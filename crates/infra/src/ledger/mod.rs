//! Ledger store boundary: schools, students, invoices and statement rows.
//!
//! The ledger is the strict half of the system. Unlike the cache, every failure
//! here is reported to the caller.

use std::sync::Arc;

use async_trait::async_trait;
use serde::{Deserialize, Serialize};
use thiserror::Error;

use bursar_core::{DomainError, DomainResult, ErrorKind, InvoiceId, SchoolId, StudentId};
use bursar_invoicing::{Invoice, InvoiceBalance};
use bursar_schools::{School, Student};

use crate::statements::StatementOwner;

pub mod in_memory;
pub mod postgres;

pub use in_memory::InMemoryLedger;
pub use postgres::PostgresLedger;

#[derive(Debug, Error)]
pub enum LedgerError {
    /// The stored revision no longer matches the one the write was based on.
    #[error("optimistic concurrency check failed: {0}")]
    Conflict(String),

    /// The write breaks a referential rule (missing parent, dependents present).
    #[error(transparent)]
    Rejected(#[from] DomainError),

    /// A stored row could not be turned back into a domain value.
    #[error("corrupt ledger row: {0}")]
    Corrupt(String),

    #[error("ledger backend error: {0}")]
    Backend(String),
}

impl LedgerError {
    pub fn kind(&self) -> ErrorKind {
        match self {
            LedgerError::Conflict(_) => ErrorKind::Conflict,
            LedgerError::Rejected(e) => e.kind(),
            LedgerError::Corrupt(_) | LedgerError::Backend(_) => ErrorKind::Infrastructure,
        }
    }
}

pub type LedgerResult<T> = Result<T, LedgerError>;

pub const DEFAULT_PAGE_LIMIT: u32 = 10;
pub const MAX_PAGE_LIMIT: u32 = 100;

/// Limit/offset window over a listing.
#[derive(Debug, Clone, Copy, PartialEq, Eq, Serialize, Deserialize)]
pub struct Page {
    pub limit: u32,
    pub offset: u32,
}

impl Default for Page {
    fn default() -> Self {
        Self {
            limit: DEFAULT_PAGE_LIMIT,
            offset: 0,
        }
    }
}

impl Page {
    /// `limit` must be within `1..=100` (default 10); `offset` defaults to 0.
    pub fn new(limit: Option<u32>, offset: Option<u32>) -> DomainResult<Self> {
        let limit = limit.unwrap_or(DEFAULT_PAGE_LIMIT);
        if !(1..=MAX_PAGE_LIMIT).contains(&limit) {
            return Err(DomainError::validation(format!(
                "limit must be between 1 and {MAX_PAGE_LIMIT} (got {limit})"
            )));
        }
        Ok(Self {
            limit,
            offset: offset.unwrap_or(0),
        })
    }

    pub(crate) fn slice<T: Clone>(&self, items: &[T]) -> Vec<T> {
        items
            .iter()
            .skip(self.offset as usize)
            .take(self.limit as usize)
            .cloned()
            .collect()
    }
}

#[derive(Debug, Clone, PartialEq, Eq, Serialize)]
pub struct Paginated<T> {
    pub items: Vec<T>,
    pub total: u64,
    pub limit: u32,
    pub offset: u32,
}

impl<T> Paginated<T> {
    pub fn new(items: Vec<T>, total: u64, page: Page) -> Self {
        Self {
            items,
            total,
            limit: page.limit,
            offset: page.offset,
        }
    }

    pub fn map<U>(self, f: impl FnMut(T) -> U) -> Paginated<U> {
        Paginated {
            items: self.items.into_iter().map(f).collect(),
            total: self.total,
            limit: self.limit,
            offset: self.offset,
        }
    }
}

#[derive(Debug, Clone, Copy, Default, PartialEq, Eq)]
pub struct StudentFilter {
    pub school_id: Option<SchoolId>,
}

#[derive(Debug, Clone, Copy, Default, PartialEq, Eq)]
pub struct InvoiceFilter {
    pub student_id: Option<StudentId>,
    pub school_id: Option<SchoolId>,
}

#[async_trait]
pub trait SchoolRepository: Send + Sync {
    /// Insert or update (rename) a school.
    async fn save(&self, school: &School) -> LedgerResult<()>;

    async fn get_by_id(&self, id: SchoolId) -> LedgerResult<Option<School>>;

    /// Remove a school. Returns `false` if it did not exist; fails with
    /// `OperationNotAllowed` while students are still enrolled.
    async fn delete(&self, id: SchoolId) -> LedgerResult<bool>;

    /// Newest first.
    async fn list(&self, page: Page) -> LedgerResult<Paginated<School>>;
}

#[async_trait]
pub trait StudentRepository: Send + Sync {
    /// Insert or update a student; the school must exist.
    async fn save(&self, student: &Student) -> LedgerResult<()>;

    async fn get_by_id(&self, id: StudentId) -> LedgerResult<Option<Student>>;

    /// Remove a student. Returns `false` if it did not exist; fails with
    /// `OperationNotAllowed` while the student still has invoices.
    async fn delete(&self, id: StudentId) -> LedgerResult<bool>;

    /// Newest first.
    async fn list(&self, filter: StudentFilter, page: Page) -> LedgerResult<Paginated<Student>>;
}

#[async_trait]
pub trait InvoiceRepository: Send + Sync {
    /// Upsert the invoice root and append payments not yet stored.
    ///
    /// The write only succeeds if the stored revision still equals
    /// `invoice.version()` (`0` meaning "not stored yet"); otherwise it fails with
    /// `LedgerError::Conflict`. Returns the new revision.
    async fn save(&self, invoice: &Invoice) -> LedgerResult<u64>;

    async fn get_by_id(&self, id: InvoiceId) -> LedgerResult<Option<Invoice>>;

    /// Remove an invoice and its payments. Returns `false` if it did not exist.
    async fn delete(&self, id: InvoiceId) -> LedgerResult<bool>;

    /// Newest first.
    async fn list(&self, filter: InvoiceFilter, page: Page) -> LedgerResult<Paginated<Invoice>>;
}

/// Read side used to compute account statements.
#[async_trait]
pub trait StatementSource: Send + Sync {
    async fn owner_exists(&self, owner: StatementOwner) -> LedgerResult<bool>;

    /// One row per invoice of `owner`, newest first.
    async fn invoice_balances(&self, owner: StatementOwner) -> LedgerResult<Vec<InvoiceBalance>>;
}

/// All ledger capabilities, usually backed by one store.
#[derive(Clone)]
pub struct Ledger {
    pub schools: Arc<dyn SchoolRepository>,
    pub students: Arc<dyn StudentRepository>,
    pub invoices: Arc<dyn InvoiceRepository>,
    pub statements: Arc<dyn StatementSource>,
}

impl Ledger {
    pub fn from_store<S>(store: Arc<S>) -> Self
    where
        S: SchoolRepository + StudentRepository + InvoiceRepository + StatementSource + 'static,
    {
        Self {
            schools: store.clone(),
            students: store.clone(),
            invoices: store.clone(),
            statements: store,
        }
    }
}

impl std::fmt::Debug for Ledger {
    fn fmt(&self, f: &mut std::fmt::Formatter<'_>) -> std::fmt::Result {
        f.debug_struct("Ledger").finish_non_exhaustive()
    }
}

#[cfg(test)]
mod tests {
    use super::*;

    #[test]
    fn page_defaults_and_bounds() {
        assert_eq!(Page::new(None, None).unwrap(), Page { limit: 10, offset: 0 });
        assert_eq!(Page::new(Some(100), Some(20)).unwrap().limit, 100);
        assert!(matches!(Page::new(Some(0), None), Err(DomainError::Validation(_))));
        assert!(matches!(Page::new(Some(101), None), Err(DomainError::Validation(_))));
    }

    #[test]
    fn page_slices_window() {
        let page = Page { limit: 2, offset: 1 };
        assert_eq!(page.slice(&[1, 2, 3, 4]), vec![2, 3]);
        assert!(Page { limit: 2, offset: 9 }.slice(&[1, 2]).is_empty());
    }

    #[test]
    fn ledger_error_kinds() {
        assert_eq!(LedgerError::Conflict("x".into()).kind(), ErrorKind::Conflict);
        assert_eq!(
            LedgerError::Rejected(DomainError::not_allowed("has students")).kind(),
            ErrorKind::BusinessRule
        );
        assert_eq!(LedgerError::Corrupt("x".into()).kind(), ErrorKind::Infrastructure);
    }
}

* _WORK ITEM_
Would you return each line of the material above, unchanged, from the first one through the line where "#[error(transparent)]" appears?

* _ANSWER SPACE_
filename crates/infra/src/ledger/mod.rs
//! Ledger store boundary: schools, students, invoices and statement rows.
//!
//! The ledger is the strict half of the system. Unlike the cache, every failure
//! here is reported to the caller.

use std::sync::Arc;

use async_trait::async_trait;
use serde::{Deserialize, Serialize};
use thiserror::Error;

use bursar_core::{DomainError, DomainResult, ErrorKind, InvoiceId, SchoolId, StudentId};
use bursar_invoicing::{Invoice, InvoiceBalance};
use bursar_schools::{School, Student};

use crate::statements::StatementOwner;

pub mod in_memory;
pub mod postgres;

pub use in_memory::InMemoryLedger;
pub use postgres::PostgresLedger;

#[derive(Debug, Error)]
pub enum LedgerError {
    /// The stored revision no longer matches the one the write was based on.
    #[error("optimistic concurrency check failed: {0}")]
    Conflict(String),

    /// The write breaks a referential rule (missing parent, dependents present).
    #[error(transparent)]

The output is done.